*** Begin section ***

//! Merging freshly inferred shapes with values a user already entered.
//!
//! Re-running inference after a template edit must not throw away what was
//! typed into the generated form. The inferred shape decides which keys
//! exist; existing values fill them wherever the structure still fits.

use crate::shape::Shape;
use crate::table::VariableTable;
use serde_json::{Map, Value};

/// Reconcile one shape with the value previously stored for it.
///
/// * arrays: an existing array is kept whole, anything else yields the shape;
/// * objects: exactly the shape's keys, each reconciled against the existing
///   object's entry when there is one;
/// * scalars: the existing value, whatever its type, when present.
pub fn reconcile(shape: &Shape, existing: Option<&Value>) -> Value {
    match shape {
        Shape::Array(_) => match existing {
            Some(value @ Value::Array(_)) => value.clone(),
            _ => Value::from(shape),
        },
        Shape::Object(fields) => {
            let existing = existing.and_then(Value::as_object);
            let merged = fields
                .iter()
                .map(|(key, field)| {
                    let value = match existing.and_then(|obj| obj.get(key)) {
                        Some(previous) => reconcile(field, Some(previous)),
                        None => Value::from(field),
                    };
                    (key.clone(), value)
                })
                .collect();
            Value::Object(merged)
        }
        Shape::String(_) | Shape::Boolean(_) => match existing {
            Some(value) => value.clone(),
            None => Value::from(shape),
        },
    }
}

/// Reconcile a whole table. The result has exactly the table's names, in
/// table order; stale entries of `existing` are dropped.
pub fn reconcile_table(table: &VariableTable, existing: &Map<String, Value>) -> Map<String, Value> {
    table
        .iter()
        .map(|(name, shape)| (name.to_string(), reconcile(shape, existing.get(name))))
        .collect()
}

#[cfg(test)]
mod tests {
    use super::*;
    use crate::inference::infer_variables;
    use serde_json::json;

    fn as_map(value: Value) -> Map<String, Value> {
        match value {
            Value::Object(map) => map,
            other => panic!("expected object, got {other}"),
        }
    }

    #[test]
    fn test_no_existing_values() {
        let table = infer_variables("{{ user.name }} {% if admin %}{% endif %}");
        let merged = reconcile_table(&table, &Map::new());
        assert_eq!(
            Value::Object(merged),
            json!({"user": {"name": ""}, "admin": true})
        );
    }

    #[test]
    fn test_keeps_user_values() {
        let table = infer_variables("{{ user.name }} {{ user.email }} {{ title }}");
        let existing = as_map(json!({"user": {"name": "Ada"}, "title": 42}));
        assert_eq!(
            Value::Object(reconcile_table(&table, &existing)),
            json!({"user": {"name": "Ada", "email": ""}, "title": 42})
        );
    }

    #[test]
    fn test_drops_stale_names_and_keys() {
        let table = infer_variables("{{ user.name }}");
        let existing = as_map(json!({"user": {"name": "Ada", "age": 36}, "old": "x"}));
        assert_eq!(
            Value::Object(reconcile_table(&table, &existing)),
            json!({"user": {"name": "Ada"}})
        );
    }

    #[test]
    fn test_existing_array_kept_whole() {
        let table = infer_variables("{% for t in tags %}{{ t }}{% endfor %}");
        let existing = as_map(json!({"tags": ["rust", "jinja", "json"]}));
        assert_eq!(
            reconcile_table(&table, &existing).get("tags"),
            Some(&json!(["rust", "jinja", "json"]))
        );
    }

    #[test]
    fn test_shape_change_prefers_new_structure() {
        let shape = Shape::Array(vec![Shape::empty()]);
        assert_eq!(reconcile(&shape, Some(&json!("was text"))), json!([""]));

        let table = infer_variables("{{ user.name }}");
        let existing = as_map(json!({"user": "plain"}));
        assert_eq!(
            Value::Object(reconcile_table(&table, &existing)),
            json!({"user": {"name": ""}})
        );
    }

    #[test]
    fn test_scalar_takes_any_existing_value() {
        assert_eq!(reconcile(&Shape::empty(), Some(&Value::Null)), Value::Null);
        assert_eq!(
            reconcile(&Shape::flag(), Some(&json!({"a": 1}))),
            json!({"a": 1})
        );
    }
}
//! Pulls variable references out of free-form condition expressions.
//!
//! This is a text heuristic, not a parser: literals, operators and brackets
//! are scrubbed away and whatever still looks like an identifier or dotted
//! path is reported. Escaped quotes or operators glued to their operands can
//! produce false positives; callers treat the result as a suggestion.

use crate::keywords::is_keyword;
use once_cell::sync::Lazy;
use regex::Regex;

static SINGLE_QUOTED: Lazy<Regex> = Lazy::new(|| Regex::new(r"'[^']*'").expect("valid regex"));
static DOUBLE_QUOTED: Lazy<Regex> = Lazy::new(|| Regex::new(r#""[^"]*""#).expect("valid regex"));
static NUMBER: Lazy<Regex> =
    Lazy::new(|| Regex::new(r"(?-u:\b)[0-9]+\.?[0-9]*(?-u:\b)").expect("valid regex"));
static OPERATOR: Lazy<Regex> = Lazy::new(|| {
    Regex::new(r"(?i)\s+(?:and|or|not|in|is|==|!=|<=|>=|<|>)\s+").expect("valid regex")
});
static BRACKET: Lazy<Regex> = Lazy::new(|| Regex::new(r"\s*[()\[\]]\s*").expect("valid regex"));
static WHITESPACE: Lazy<Regex> = Lazy::new(|| Regex::new(r"\s+").expect("valid regex"));
static FUNCTION_CALL: Lazy<Regex> = Lazy::new(|| {
    Regex::new(r"(?-u:\b)([a-zA-Z_][a-zA-Z0-9_]*)\s*\(\s*([^)]*)\s*\)").expect("valid regex")
});
static PATH: Lazy<Regex> = Lazy::new(|| {
    Regex::new(r"(?-u:\b)[a-zA-Z_][a-zA-Z0-9_]*(?:\.[a-zA-Z_][a-zA-Z0-9_]*)*").expect("valid regex")
});

/// Variables (roots or dotted paths) referenced by `expression`, skipping
/// template keywords.
pub fn expression_variables(expression: &str) -> Vec<String> {
    expression_variables_with(expression, &is_keyword)
}

/// Like [`expression_variables`] but with a caller-supplied keyword test.
///
/// Names of called functions come first (an unknown function may be a
/// callable from the context), followed by everything found in the
/// scrubbed expression. Duplicates are kept.
pub fn expression_variables_with<F>(expression: &str, is_excluded: &F) -> Vec<String>
where
    F: Fn(&str) -> bool,
{
    let mut variables = Vec::new();

    let cleaned = SINGLE_QUOTED.replace_all(expression, "");
    let cleaned = DOUBLE_QUOTED.replace_all(&cleaned, "");
    let cleaned = NUMBER.replace_all(&cleaned, "");
    let cleaned = OPERATOR.replace_all(&cleaned, " ");
    let cleaned = BRACKET.replace_all(&cleaned, " ");
    let cleaned = WHITESPACE.replace_all(&cleaned, " ");
    let cleaned = cleaned.trim();

    // Arguments never contain ')', so this recursion is at most one level deep.
    for call in FUNCTION_CALL.captures_iter(expression) {
        let name = &call[1];
        let args = &call[2];

        if !is_excluded(name) {
            variables.push(name.to_string());
        }
        if !args.trim().is_empty() {
            variables.extend(expression_variables_with(args, is_excluded));
        }
    }

    for found in PATH.find_iter(cleaned) {
        let path = found.as_str();
        let root = path.split('.').next().unwrap_or(path);
        if !is_excluded(root) {
            variables.push(path.to_string());
        }
    }

    variables
}

#[cfg(test)]
mod tests {
    use super::*;

    #[test]
    fn test_simple_comparison() {
        assert_eq!(
            expression_variables("user.age >= 18 and is_admin"),
            vec!["user.age", "is_admin"]
        );
    }

    #[test]
    fn test_string_literals_are_ignored() {
        assert_eq!(
            expression_variables("status == 'active' or mode != \"dark mode\""),
            vec!["status", "mode"]
        );
    }

    #[test]
    fn test_keywords_are_skipped() {
        assert_eq!(expression_variables("not loop.first and x is defined"), vec!["x"]);
        assert!(expression_variables("true").is_empty());
        assert!(expression_variables("None").is_empty());
    }

    #[test]
    fn test_numbers_do_not_leak() {
        assert_eq!(expression_variables("count > 3.5"), vec!["count"]);
    }

    #[test]
    fn test_unknown_function_counts_as_variable() {
        assert_eq!(
            expression_variables("has_access(user.role, 'admin')"),
            vec!["has_access", "user.role", "has_access", "user.role"]
        );
    }

    #[test]
    fn test_builtin_function_arguments() {
        assert_eq!(expression_variables("len(items) > 0"), vec!["items", "items"]);
    }

    #[test]
    fn test_in_operator() {
        assert_eq!(
            expression_variables("role in allowed_roles"),
            vec!["role", "allowed_roles"]
        );
    }

    #[test]
    fn test_custom_exclusion() {
        let excluded = |name: &str| is_keyword(name) || name == "config";
        assert_eq!(
            expression_variables_with("config.debug or verbose", &excluded),
            vec!["verbose"]
        );
    }

    #[test]
    fn test_word_boundaries_are_ascii() {
        assert_eq!(expression_variables("éuser and x2"), vec!["user", "x2"]);
    }

    #[test]
    fn test_empty_expression() {
        assert!(expression_variables("").is_empty());
        assert!(expression_variables("   ").is_empty());
    }
}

*** End section ***

In the listing above, find the line containing "operators and brackets" and the line containing "their operands can", then retype both and every line between them exactly, with nothing else.

//! This is a text heuristic, not a parser: literals, operators and brackets
//! are scrubbed away and whatever still looks like an identifier or dotted
//! path is reported. Escaped quotes or operators glued to their operands can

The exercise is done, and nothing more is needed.